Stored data
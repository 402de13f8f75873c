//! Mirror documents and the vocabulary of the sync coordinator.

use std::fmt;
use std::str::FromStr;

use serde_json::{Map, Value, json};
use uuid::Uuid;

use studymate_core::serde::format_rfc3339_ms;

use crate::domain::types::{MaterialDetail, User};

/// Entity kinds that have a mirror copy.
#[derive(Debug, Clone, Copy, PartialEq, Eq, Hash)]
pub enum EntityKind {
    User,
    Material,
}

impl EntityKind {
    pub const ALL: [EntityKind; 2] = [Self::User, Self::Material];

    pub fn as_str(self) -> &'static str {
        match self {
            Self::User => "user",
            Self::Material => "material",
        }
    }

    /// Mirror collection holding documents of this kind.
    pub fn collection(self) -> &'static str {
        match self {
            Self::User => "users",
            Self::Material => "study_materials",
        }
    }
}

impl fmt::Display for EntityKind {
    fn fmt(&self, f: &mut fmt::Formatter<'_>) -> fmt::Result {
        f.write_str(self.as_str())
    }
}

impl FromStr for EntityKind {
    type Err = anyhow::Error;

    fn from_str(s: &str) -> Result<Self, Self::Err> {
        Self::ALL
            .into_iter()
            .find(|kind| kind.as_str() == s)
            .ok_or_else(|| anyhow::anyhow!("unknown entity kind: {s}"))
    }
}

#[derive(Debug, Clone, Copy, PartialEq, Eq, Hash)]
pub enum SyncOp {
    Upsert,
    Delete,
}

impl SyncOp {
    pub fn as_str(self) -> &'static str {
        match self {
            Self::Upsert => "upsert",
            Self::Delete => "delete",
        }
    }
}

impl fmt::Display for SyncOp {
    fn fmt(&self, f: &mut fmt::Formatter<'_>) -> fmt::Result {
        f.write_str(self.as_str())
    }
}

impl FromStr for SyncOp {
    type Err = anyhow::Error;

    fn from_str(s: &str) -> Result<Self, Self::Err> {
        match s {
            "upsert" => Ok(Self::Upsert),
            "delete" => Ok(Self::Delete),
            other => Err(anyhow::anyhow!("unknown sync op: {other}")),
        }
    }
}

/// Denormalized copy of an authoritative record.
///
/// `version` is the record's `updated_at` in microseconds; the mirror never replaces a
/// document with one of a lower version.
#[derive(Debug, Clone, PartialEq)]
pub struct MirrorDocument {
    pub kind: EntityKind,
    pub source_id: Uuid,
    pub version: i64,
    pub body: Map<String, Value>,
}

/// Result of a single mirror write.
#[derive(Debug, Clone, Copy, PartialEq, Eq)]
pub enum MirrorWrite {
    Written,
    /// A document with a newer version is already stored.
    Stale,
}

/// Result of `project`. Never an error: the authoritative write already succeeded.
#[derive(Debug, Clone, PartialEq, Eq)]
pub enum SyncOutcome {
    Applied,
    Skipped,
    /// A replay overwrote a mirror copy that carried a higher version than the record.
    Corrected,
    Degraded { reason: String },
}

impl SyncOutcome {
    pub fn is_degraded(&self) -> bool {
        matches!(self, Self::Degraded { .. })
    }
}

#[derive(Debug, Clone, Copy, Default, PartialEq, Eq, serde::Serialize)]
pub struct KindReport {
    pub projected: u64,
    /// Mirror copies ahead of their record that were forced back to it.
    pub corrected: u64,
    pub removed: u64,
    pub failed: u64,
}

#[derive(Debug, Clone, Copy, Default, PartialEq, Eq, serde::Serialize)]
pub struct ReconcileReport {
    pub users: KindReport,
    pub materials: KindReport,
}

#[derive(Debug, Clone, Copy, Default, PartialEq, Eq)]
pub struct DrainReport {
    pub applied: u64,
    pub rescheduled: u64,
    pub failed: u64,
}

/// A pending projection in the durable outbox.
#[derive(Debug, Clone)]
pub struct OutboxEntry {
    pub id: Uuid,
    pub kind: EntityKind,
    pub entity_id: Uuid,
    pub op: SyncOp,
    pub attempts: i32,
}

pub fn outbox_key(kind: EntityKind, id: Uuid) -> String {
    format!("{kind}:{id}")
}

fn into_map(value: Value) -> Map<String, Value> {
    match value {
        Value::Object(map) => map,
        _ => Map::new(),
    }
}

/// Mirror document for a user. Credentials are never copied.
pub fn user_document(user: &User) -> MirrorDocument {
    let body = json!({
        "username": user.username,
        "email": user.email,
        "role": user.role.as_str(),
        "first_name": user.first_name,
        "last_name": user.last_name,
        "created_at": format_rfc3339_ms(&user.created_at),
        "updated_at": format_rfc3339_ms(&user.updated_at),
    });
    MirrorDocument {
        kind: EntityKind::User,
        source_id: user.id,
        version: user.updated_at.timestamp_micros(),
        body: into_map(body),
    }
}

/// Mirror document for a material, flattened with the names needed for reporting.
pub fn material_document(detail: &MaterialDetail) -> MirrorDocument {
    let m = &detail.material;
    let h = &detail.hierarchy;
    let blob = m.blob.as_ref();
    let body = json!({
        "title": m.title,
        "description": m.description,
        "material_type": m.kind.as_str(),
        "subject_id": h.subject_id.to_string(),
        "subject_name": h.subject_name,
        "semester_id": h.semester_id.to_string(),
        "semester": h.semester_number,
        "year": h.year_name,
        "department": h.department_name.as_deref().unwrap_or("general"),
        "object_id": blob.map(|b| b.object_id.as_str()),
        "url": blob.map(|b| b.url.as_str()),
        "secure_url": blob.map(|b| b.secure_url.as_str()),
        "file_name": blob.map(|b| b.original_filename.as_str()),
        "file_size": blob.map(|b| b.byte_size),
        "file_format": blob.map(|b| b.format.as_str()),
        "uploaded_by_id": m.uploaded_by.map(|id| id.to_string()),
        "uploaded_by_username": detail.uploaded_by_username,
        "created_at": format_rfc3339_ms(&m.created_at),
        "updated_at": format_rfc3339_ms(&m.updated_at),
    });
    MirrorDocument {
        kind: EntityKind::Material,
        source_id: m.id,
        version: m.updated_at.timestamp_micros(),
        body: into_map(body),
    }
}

...

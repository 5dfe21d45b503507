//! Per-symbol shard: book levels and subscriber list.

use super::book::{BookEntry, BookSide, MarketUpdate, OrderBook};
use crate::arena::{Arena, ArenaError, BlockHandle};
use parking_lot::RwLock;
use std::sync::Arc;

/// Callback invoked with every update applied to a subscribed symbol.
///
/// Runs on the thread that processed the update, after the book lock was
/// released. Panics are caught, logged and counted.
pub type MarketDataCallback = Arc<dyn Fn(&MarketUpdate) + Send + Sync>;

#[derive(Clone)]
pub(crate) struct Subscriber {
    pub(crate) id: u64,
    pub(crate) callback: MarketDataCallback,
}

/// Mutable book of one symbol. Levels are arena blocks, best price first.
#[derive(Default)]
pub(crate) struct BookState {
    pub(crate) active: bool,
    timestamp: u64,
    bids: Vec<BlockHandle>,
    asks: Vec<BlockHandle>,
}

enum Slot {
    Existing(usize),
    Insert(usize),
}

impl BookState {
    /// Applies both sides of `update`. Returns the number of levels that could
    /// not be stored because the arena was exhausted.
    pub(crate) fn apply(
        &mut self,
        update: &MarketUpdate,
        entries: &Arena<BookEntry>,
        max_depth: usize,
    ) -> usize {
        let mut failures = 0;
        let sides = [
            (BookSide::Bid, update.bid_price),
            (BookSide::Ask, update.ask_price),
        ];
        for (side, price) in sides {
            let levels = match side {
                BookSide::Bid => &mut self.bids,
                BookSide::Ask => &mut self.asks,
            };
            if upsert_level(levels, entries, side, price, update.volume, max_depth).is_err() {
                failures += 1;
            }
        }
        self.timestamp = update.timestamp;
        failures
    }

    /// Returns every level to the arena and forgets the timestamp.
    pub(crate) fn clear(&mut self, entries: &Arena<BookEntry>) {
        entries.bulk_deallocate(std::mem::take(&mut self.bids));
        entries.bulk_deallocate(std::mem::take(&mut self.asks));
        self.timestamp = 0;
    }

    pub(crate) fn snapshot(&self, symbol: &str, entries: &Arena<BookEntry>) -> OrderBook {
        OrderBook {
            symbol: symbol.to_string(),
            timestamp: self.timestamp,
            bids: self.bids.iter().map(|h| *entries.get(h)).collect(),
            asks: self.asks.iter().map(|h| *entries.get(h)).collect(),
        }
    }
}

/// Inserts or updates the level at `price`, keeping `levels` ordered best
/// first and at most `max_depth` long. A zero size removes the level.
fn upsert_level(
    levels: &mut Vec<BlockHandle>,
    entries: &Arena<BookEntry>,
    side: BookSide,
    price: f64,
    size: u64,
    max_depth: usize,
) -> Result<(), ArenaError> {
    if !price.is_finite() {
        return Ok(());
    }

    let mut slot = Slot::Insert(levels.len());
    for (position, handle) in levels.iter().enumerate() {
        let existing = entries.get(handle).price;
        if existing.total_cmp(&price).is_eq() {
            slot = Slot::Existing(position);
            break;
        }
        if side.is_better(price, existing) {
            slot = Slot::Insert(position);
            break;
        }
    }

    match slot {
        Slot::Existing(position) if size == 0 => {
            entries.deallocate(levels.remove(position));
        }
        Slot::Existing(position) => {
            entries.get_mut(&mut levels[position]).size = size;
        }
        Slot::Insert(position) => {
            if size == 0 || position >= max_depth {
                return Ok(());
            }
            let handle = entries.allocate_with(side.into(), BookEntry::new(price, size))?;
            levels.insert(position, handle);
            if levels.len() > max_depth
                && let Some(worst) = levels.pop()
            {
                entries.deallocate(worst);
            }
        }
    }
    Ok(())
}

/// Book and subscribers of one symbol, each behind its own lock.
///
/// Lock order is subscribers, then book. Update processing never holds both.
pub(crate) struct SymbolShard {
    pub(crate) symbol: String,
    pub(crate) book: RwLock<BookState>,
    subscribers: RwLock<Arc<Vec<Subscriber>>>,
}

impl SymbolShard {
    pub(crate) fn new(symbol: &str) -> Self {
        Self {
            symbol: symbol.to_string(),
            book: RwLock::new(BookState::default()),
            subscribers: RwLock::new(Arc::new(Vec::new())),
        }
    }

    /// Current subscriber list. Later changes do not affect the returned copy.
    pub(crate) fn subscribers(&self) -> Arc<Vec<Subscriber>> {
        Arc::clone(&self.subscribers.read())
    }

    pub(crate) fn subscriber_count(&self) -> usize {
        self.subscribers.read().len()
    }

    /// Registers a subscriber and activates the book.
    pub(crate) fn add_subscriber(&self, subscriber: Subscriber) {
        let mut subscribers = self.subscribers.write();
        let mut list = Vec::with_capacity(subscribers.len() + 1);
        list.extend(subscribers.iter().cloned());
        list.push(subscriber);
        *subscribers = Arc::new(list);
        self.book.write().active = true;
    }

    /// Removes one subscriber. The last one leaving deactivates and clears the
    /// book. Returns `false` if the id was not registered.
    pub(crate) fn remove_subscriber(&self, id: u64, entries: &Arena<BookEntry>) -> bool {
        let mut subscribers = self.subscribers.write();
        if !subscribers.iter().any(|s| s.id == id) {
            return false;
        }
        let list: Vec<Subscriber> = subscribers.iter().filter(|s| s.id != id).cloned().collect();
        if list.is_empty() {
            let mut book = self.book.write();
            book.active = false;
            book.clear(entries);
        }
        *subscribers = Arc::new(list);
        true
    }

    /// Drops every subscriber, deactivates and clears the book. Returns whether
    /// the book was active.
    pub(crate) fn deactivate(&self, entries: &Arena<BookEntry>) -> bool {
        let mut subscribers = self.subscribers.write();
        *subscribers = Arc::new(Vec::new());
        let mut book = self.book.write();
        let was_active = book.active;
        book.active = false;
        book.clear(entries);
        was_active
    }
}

_Task_. The lines to extract from the data above begin with the line containing "entries.deallocate(worst);" and end with the line containing "let mut list". Extract them exactly, including both.

_Task solution_.
                entries.deallocate(worst);
            }
        }
    }
    Ok(())
}

/// Book and subscribers of one symbol, each behind its own lock.
///
/// Lock order is subscribers, then book. Update processing never holds both.
pub(crate) struct SymbolShard {
    pub(crate) symbol: String,
    pub(crate) book: RwLock<BookState>,
    subscribers: RwLock<Arc<Vec<Subscriber>>>,
}

impl SymbolShard {
    pub(crate) fn new(symbol: &str) -> Self {
        Self {
            symbol: symbol.to_string(),
            book: RwLock::new(BookState::default()),
            subscribers: RwLock::new(Arc::new(Vec::new())),
        }
    }

    /// Current subscriber list. Later changes do not affect the returned copy.
    pub(crate) fn subscribers(&self) -> Arc<Vec<Subscriber>> {
        Arc::clone(&self.subscribers.read())
    }

    pub(crate) fn subscriber_count(&self) -> usize {
        self.subscribers.read().len()
    }

    /// Registers a subscriber and activates the book.
    pub(crate) fn add_subscriber(&self, subscriber: Subscriber) {
        let mut subscribers = self.subscribers.write();
        let mut list = Vec::with_capacity(subscribers.len() + 1);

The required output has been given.